**RECORD SET**
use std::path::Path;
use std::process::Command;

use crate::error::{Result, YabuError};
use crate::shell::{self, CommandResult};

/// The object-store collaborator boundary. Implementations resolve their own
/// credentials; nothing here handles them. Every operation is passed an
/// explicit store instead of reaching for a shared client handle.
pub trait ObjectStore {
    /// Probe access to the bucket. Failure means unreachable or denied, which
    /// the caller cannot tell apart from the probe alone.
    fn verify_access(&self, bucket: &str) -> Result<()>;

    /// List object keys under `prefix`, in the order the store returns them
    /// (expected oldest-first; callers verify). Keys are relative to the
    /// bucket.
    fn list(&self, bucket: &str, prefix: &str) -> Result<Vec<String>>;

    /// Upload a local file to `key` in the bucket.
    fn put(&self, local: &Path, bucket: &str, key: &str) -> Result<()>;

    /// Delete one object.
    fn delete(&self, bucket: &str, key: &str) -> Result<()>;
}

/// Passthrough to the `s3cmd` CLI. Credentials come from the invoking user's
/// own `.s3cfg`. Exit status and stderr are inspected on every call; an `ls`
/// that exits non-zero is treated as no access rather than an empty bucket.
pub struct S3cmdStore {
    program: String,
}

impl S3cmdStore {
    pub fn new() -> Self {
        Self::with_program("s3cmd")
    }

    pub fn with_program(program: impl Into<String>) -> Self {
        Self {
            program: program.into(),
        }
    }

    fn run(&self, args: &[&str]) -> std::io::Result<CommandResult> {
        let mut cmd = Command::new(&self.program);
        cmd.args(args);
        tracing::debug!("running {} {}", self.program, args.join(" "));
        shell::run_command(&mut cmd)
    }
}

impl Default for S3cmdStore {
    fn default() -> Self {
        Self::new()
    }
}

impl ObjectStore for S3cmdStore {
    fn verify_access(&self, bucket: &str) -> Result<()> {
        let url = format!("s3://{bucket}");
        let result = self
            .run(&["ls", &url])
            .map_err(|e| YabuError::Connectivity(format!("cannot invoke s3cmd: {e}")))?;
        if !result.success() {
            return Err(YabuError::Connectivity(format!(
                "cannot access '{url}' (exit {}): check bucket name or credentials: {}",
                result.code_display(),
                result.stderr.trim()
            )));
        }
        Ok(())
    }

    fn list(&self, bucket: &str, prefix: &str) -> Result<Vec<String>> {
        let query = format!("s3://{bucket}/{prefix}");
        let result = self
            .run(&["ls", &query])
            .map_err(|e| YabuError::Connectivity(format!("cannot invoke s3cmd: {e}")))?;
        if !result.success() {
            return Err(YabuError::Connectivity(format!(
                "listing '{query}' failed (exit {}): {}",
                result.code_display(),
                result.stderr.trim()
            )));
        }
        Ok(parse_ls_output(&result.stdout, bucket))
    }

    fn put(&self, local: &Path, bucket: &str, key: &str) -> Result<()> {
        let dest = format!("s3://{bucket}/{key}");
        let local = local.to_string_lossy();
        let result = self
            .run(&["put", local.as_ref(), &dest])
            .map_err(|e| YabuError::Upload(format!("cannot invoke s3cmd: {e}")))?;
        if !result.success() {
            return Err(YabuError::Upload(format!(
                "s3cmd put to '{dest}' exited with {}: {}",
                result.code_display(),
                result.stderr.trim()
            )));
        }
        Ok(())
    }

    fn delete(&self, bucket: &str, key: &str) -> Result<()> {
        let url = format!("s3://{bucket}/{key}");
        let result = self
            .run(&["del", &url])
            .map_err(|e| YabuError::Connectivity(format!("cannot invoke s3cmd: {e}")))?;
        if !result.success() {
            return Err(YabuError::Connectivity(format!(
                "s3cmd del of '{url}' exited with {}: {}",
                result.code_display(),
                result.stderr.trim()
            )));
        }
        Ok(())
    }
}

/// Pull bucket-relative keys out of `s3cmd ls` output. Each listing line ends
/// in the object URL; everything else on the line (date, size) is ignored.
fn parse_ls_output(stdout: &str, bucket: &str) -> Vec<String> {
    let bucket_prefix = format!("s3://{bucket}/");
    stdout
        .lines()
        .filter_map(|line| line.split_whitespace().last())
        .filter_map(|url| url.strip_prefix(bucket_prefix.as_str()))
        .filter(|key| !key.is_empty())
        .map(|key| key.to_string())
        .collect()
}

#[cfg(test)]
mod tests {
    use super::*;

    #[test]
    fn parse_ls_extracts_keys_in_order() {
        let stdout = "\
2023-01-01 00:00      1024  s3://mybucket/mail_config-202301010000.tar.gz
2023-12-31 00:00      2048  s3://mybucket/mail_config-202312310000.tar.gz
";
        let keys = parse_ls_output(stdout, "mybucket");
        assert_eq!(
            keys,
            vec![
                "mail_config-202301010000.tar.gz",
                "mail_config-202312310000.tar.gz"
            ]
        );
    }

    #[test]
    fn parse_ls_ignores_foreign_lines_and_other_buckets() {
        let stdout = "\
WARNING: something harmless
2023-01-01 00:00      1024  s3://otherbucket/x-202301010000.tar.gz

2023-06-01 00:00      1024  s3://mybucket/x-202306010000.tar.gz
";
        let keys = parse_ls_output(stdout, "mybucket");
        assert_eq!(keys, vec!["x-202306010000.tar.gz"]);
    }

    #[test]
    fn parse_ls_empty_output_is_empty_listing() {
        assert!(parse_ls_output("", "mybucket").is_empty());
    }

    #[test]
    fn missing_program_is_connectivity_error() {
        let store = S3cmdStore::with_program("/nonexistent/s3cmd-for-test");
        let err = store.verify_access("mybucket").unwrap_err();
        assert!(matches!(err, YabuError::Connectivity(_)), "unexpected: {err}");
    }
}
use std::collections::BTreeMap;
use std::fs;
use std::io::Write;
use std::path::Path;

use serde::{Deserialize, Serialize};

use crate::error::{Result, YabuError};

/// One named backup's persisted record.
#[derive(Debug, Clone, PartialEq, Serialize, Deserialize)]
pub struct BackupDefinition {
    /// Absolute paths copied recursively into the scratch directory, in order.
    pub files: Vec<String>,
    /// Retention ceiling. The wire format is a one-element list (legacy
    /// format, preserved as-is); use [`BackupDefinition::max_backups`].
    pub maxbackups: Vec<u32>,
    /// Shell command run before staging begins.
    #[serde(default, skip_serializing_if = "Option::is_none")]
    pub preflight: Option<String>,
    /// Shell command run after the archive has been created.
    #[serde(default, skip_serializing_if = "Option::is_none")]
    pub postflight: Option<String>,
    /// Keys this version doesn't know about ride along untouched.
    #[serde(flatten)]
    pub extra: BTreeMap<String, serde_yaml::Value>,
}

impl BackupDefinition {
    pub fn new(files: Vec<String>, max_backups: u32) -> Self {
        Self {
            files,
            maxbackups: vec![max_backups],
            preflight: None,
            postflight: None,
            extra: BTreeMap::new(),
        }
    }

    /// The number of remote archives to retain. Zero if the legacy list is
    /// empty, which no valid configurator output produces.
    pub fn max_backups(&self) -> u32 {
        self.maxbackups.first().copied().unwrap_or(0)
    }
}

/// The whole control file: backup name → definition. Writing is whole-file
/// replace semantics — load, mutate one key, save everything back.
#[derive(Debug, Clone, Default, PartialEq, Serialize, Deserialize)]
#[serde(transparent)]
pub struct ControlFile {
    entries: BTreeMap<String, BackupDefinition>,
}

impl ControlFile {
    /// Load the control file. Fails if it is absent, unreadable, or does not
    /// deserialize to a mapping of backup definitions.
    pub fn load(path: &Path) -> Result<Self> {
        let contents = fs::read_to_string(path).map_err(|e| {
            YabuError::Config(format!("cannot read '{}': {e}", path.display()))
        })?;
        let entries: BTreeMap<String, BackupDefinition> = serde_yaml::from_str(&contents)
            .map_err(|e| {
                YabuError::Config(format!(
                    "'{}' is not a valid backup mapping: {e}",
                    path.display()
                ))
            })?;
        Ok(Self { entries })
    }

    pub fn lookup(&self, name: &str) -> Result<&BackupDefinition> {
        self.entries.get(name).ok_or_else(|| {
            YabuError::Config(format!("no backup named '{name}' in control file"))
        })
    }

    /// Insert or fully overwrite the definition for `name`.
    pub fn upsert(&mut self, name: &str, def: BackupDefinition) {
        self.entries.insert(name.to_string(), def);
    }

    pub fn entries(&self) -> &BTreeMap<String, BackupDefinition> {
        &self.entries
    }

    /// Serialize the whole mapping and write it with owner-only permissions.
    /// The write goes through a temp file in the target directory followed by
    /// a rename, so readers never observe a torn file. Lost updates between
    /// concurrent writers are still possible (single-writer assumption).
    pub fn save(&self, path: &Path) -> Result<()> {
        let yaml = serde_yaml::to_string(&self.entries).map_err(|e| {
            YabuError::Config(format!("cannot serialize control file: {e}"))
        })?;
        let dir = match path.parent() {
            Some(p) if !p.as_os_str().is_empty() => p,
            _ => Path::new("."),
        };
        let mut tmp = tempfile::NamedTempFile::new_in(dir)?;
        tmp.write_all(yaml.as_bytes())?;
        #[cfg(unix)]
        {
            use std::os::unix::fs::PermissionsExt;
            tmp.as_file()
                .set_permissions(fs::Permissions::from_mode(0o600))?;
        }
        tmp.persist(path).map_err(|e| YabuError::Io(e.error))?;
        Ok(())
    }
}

**TASK DETAILS**
Where does the string "exited" appear in the records above? Return every line that holds it.

**COMPLETED TASK**
                "s3cmd put to '{dest}' exited with {}: {}",
                "s3cmd del of '{url}' exited with {}: {}",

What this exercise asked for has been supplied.